Yesterday morning I was wandering around Austin and discovered some kind of children's book festival going on in front of the state capitol building. There were maybe ten or a dozen large tens erected on the road (hmm, I should have looked to see how they were pegged down), and as I meandered among them I all of a sudden heard the unmistakable tones of a female clown talking to 8-year-olds.
I don't know about you, but I find female clowns super-creepy. Male clowns are creepy too, but at least they exhibit some variety; female clowns have the added creepiness factor that they're all the same. They all have short, spiky hair, they're of noticeably below-average height, they have an unnerving intensity in their eyes, and, perhaps most compellingly scary, they have no sense of humour whatsoever. They've been to clown school to learn what's funny, and by the gods they're going to make you laugh whether you want to or not — they follow the fun formula to the letter. Kids love them, as indeed they love all clowns, but adults? Well, as I said, there's no other word for them than creepy.
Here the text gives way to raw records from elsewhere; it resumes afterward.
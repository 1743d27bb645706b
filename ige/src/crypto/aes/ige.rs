//! AES in Infinite Garble Extension (IGE) mode.
//!
//! Every output block depends on all preceding plaintext and ciphertext blocks:
//!
//! ```text
//! encryption: C[i] = E(P[i] ^ C[i-1]) ^ P[i-1]
//! decryption: P[i] = D(C[i] ^ P[i-1]) ^ C[i-1]
//! ```
//!
//! `C[0]` and `P[0]` are taken from the [`IgeIv`], in that order.

use crate::crypto::{
    aes::{
        oracle::{AesOracle, BlockOracle},
        xor_block, Block, IgeIv, Variant, BLOCK_SIZE,
    },
    check_buffer_size, Error,
};
use log::{debug, trace};
use zeroize::{Zeroize, ZeroizeOnDrop, Zeroizing};

/// Direction of the transformation.
#[derive(Copy, Clone, Debug, Eq, PartialEq)]
pub enum Direction {
    Encrypt,
    Decrypt,
}

/// Running chaining state. Only written back to the caller's IV after all blocks succeeded.
#[derive(Zeroize, ZeroizeOnDrop)]
struct ChainState {
    ciphertext: Block,
    plaintext: Block,
}

impl ChainState {
    fn new(iv: &IgeIv) -> Self {
        let mut state = ChainState {
            ciphertext: [0u8; BLOCK_SIZE],
            plaintext: [0u8; BLOCK_SIZE],
        };
        state.ciphertext.copy_from_slice(&iv[..BLOCK_SIZE]);
        state.plaintext.copy_from_slice(&iv[BLOCK_SIZE..]);
        state
    }

    fn store(&self, iv: &mut IgeIv) {
        iv[..BLOCK_SIZE].copy_from_slice(&self.ciphertext);
        iv[BLOCK_SIZE..].copy_from_slice(&self.plaintext);
    }

    fn encrypt<O: BlockOracle>(&mut self, oracle: &O, block: &mut Block) -> Result<(), Error> {
        let plaintext = Zeroizing::new(*block);
        xor_block(block, &self.ciphertext);
        oracle.encrypt_block(block).map_err(|_| Error::Encrypt)?;
        xor_block(block, &self.plaintext);
        self.ciphertext = *block;
        self.plaintext = *plaintext;
        Ok(())
    }

    fn decrypt<O: BlockOracle>(&mut self, oracle: &O, block: &mut Block) -> Result<(), Error> {
        let ciphertext = Zeroizing::new(*block);
        xor_block(block, &self.plaintext);
        oracle.decrypt_block(block).map_err(|_| Error::Decrypt)?;
        xor_block(block, &self.ciphertext);
        self.ciphertext = *ciphertext;
        self.plaintext = *block;
        Ok(())
    }
}

/// Validation of buffer and key sizes. Returns the variant selected by the key size.
pub(crate) fn check_sizes(buffer_size: usize, key_size: usize) -> Result<Variant, Error> {
    check_buffer_size(buffer_size, BLOCK_SIZE).inspect_err(|_| {
        debug!("buffer of {buffer_size} bytes is not a multiple of {BLOCK_SIZE}")
    })?;
    Variant::from_key_size(key_size)
        .inspect_err(|_| debug!("unsupported key size of {key_size} bytes"))
}

/// AES-IGE over a buffer with an already validated size.
fn transform_blocks<O: BlockOracle>(
    variant: Variant,
    key: &[u8],
    iv: &mut IgeIv,
    buffer: &mut [u8],
    direction: Direction,
) -> Result<(), Error> {
    let mut oracle = O::open(variant)?;
    oracle.set_key(key)?;

    let mut state = ChainState::new(iv);
    for (index, block) in buffer.chunks_exact_mut(BLOCK_SIZE).enumerate() {
        let block: &mut Block = block.try_into().map_err(|_| Error::InvalidBufferSize)?;
        let result = match direction {
            Direction::Encrypt => state.encrypt(&oracle, block),
            Direction::Decrypt => state.decrypt(&oracle, block),
        };
        result.inspect_err(|e| trace!("{direction:?} failed at block {index}: {e}"))?;
    }

    if direction == Direction::Encrypt && !buffer.is_empty() {
        state.store(iv);
    }
    Ok(())
}

/// AES-IGE in place: generic over the block cipher oracle.
///
/// The variant is selected by the size of `key`. On successful encryption of a non-empty buffer,
/// `iv` is updated to the final chaining state so that a following call continues the chain.
/// Decryption never modifies `iv`.
///
/// # Errors
///
/// * `InvalidBufferSize`: The length of `buffer` is not a multiple of `BLOCK_SIZE`.
/// * `InvalidSymmetricKeySize`: The length of `key` is not a supported AES key size.
/// * Any error of [`BlockOracle::open`] or [`BlockOracle::set_key`].
/// * `Encrypt`/`Decrypt`: A block operation failed. `iv` is left unchanged.
pub fn ige_transform_in_place<'data, O: BlockOracle>(
    key: &[u8],
    iv: &mut IgeIv,
    buffer: &'data mut [u8],
    direction: Direction,
) -> Result<&'data [u8], Error> {
    let variant = check_sizes(buffer.len(), key.len())?;
    transform_blocks::<O>(variant, key, iv, buffer, direction)?;
    Ok(buffer)
}

/// AES-IGE from `input` into the first `input.len()` bytes of `output`.
///
/// Behaves like [`ige_transform_in_place`].
///
/// # Errors
///
/// Same as [`ige_transform_in_place`], and additionally:
/// * `InvalidOutputSize`: `output` is shorter than `input`.
pub fn ige_transform<O: BlockOracle>(
    key: &[u8],
    iv: &mut IgeIv,
    input: &[u8],
    output: &mut [u8],
    direction: Direction,
) -> Result<(), Error> {
    let variant = check_sizes(input.len(), key.len())?;
    let output = output
        .get_mut(..input.len())
        .ok_or(Error::InvalidOutputSize)?;
    output.copy_from_slice(input);
    transform_blocks::<O>(variant, key, iv, output, direction)
}

/// AES-IGE encryption in place. The AES variant is selected by the size of `key`.
pub fn aes_ige_encrypt<'data>(
    key: &[u8],
    iv: &mut IgeIv,
    buffer: &'data mut [u8],
) -> Result<&'data [u8], Error> {
    ige_transform_in_place::<AesOracle>(key, iv, buffer, Direction::Encrypt)
}

/// AES-IGE decryption in place. The AES variant is selected by the size of `key`.
pub fn aes_ige_decrypt<'data>(
    key: &[u8],
    iv: &mut IgeIv,
    buffer: &'data mut [u8],
) -> Result<&'data [u8], Error> {
    ige_transform_in_place::<AesOracle>(key, iv, buffer, Direction::Decrypt)
}

/// AES-IGE from `input` into `output`. The AES variant is selected by the size of `key`.
pub fn aes_ige_transform(
    key: &[u8],
    iv: &mut IgeIv,
    input: &[u8],
    output: &mut [u8],
    direction: Direction,
) -> Result<(), Error> {
    ige_transform::<AesOracle>(key, iv, input, output, direction)
}

macro_rules! define_aes_ige_impl {
    (
        $encryptor:ident,
        $decryptor:ident,
        $variant:expr,
        $key_size:ident,
        $doc:expr
    ) => {
        #[doc = concat!($doc, " encryption in place.")]
        ///
        /// # Errors
        ///
        /// * `InvalidBufferSize`: The length of `buffer` is not a multiple of `BLOCK_SIZE`.
        /// * `InvalidSymmetricKeySize`:
        #[doc = concat!("The length of `key` is not `", stringify!($key_size), "` bytes.")]
        pub fn $encryptor<'data>(
            key: &[u8],
            iv: &mut IgeIv,
            buffer: &'data mut [u8],
        ) -> Result<&'data [u8], Error> {
            check_buffer_size(buffer.len(), BLOCK_SIZE)?;
            if key.len() != $variant.key_size() {
                return Err(Error::InvalidSymmetricKeySize);
            }
            aes_ige_encrypt(key, iv, buffer)
        }

        #[doc = concat!($doc, " decryption in place.")]
        ///
        /// # Errors
        ///
        /// * `InvalidBufferSize`: The length of `buffer` is not a multiple of `BLOCK_SIZE`.
        /// * `InvalidSymmetricKeySize`:
        #[doc = concat!("The length of `key` is not `", stringify!($key_size), "` bytes.")]
        pub fn $decryptor<'data>(
            key: &[u8],
            iv: &mut IgeIv,
            buffer: &'data mut [u8],
        ) -> Result<&'data [u8], Error> {
            check_buffer_size(buffer.len(), BLOCK_SIZE)?;
            if key.len() != $variant.key_size() {
                return Err(Error::InvalidSymmetricKeySize);
            }
            aes_ige_decrypt(key, iv, buffer)
        }
    };
}

define_aes_ige_impl!(
    aes128ige_encrypt,
    aes128ige_decrypt,
    Variant::Aes128,
    KEY128_SIZE,
    "AES128-IGE"
);
define_aes_ige_impl!(
    aes192ige_encrypt,
    aes192ige_decrypt,
    Variant::Aes192,
    KEY192_SIZE,
    "AES192-IGE"
);
define_aes_ige_impl!(
    aes256ige_encrypt,
    aes256ige_decrypt,
    Variant::Aes256,
    KEY256_SIZE,
    "AES256-IGE"
);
At the airport for the flight home, I bumped into my friend Betsy Book, who had also been to the Austin Games Conference. We were both drawn to the same power point block where we could plug in our laptops... Anyway, we chatted about this and that for a couple of hours, and I brought up my theory of female clowns. All evidence suggests that there's only one actual female clown, who has been cloned by a laboratory in Switzerland and used to populate the world of street entertainment. Furthermore, every female clown you see is as a consequence telepathically connected with every other female clown, so you can talk to one in Covent Garden and continue your conversation the next day outside the Louvre, and then she'll remember you again a week later when you encounter her at the State Fair in Seattle.
Yes, well, there has to be a rational explanation for it.
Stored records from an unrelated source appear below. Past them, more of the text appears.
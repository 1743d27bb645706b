use crate::crypto::{
    aes::{Block, Variant},
    Error,
};
use aes::{
    cipher::{generic_array::GenericArray, BlockDecrypt, BlockEncrypt, KeyInit},
    Aes128, Aes192, Aes256,
};
use log::debug;

/// Single-block cipher operating without any feedback mode.
///
/// An oracle is opened for one variant, keyed once and then used block by block. It is closed by
/// dropping it.
pub trait BlockOracle: Sized {
    /// Create an oracle for `variant` without a key.
    fn open(variant: Variant) -> Result<Self, Error>;

    /// Install the key. The key length has to match the variant the oracle was opened for.
    fn set_key(&mut self, key: &[u8]) -> Result<(), Error>;

    /// Encrypt one block in place.
    fn encrypt_block(&self, block: &mut Block) -> Result<(), Error>;

    /// Decrypt one block in place.
    fn decrypt_block(&self, block: &mut Block) -> Result<(), Error>;
}

/// [`BlockOracle`] backed by the `aes` crate.
///
/// The expanded key is zeroized when the oracle is dropped.
pub enum AesOracle {
    Unkeyed(Variant),
    Aes128(Aes128),
    Aes192(Aes192),
    Aes256(Aes256),
}

impl AesOracle {
    pub fn variant(&self) -> Variant {
        match self {
            AesOracle::Unkeyed(variant) => *variant,
            AesOracle::Aes128(_) => Variant::Aes128,
            AesOracle::Aes192(_) => Variant::Aes192,
            AesOracle::Aes256(_) => Variant::Aes256,
        }
    }
}

fn new_cipher<C: KeyInit>(key: &[u8]) -> Result<C, Error> {
    C::new_from_slice(key).map_err(|_| Error::Setup)
}

impl BlockOracle for AesOracle {
    fn open(variant: Variant) -> Result<Self, Error> {
        Ok(AesOracle::Unkeyed(variant))
    }

    fn set_key(&mut self, key: &[u8]) -> Result<(), Error> {
        let variant = self.variant();
        if key.len() != variant.key_size() {
            debug!(
                "{} oracle rejected key of {} bytes",
                <&str>::from(variant),
                key.len()
            );
            return Err(Error::Setup);
        }
        *self = match variant {
            Variant::Aes128 => AesOracle::Aes128(new_cipher(key)?),
            Variant::Aes192 => AesOracle::Aes192(new_cipher(key)?),
            Variant::Aes256 => AesOracle::Aes256(new_cipher(key)?),
        };
        Ok(())
    }

    fn encrypt_block(&self, block: &mut Block) -> Result<(), Error> {
        let block = GenericArray::from_mut_slice(block);
        match self {
            AesOracle::Unkeyed(_) => return Err(Error::Encrypt),
            AesOracle::Aes128(cipher) => cipher.encrypt_block(block),
            AesOracle::Aes192(cipher) => cipher.encrypt_block(block),
            AesOracle::Aes256(cipher) => cipher.encrypt_block(block),
        }
        Ok(())
    }

    fn decrypt_block(&self, block: &mut Block) -> Result<(), Error> {
        let block = GenericArray::from_mut_slice(block);
        match self {
            AesOracle::Unkeyed(_) => return Err(Error::Decrypt),
            AesOracle::Aes128(cipher) => cipher.decrypt_block(block),
            AesOracle::Aes192(cipher) => cipher.decrypt_block(block),
            AesOracle::Aes256(cipher) => cipher.decrypt_block(block),
        }
        Ok(())
    }
}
OK, so I'm back in the UK and I've survived waiting for 30 minutes on the tarmac at Heathrow having drunk a litre of water and two cups of tea an hour earlier, and I'm now on the Metropolitan line from Paddington to Liverpool Street. Who should get on at Baker Street but, yes, you guessed correctly, a female clown. I was filled with an icy dread beyond that which I experience anyway when I find one in my vicinity. She was identical in every way to the cold-eyed, miserable, authoritarian, calculatedly unkempt, short-but-bouncy individual I had seen hectoring children the day before. It was as if the original had been teleported into the carriage. Worse, she looked at me with the kind of contempt that, if it weren't for the fact that she probably hates all of humanity, I would otherwise have had to attribute to her having overheard my outlining of my theory to Betsy. It was very alarming. Now I'm going to have to be careful when I go to Colchester near Christmas and they have street entertainers around, because the female clown they'll inevitably produce is sure to recognise me now. She might Do Something. I'm a marked man.
She got off at Barbican.
Referenced by She was There!.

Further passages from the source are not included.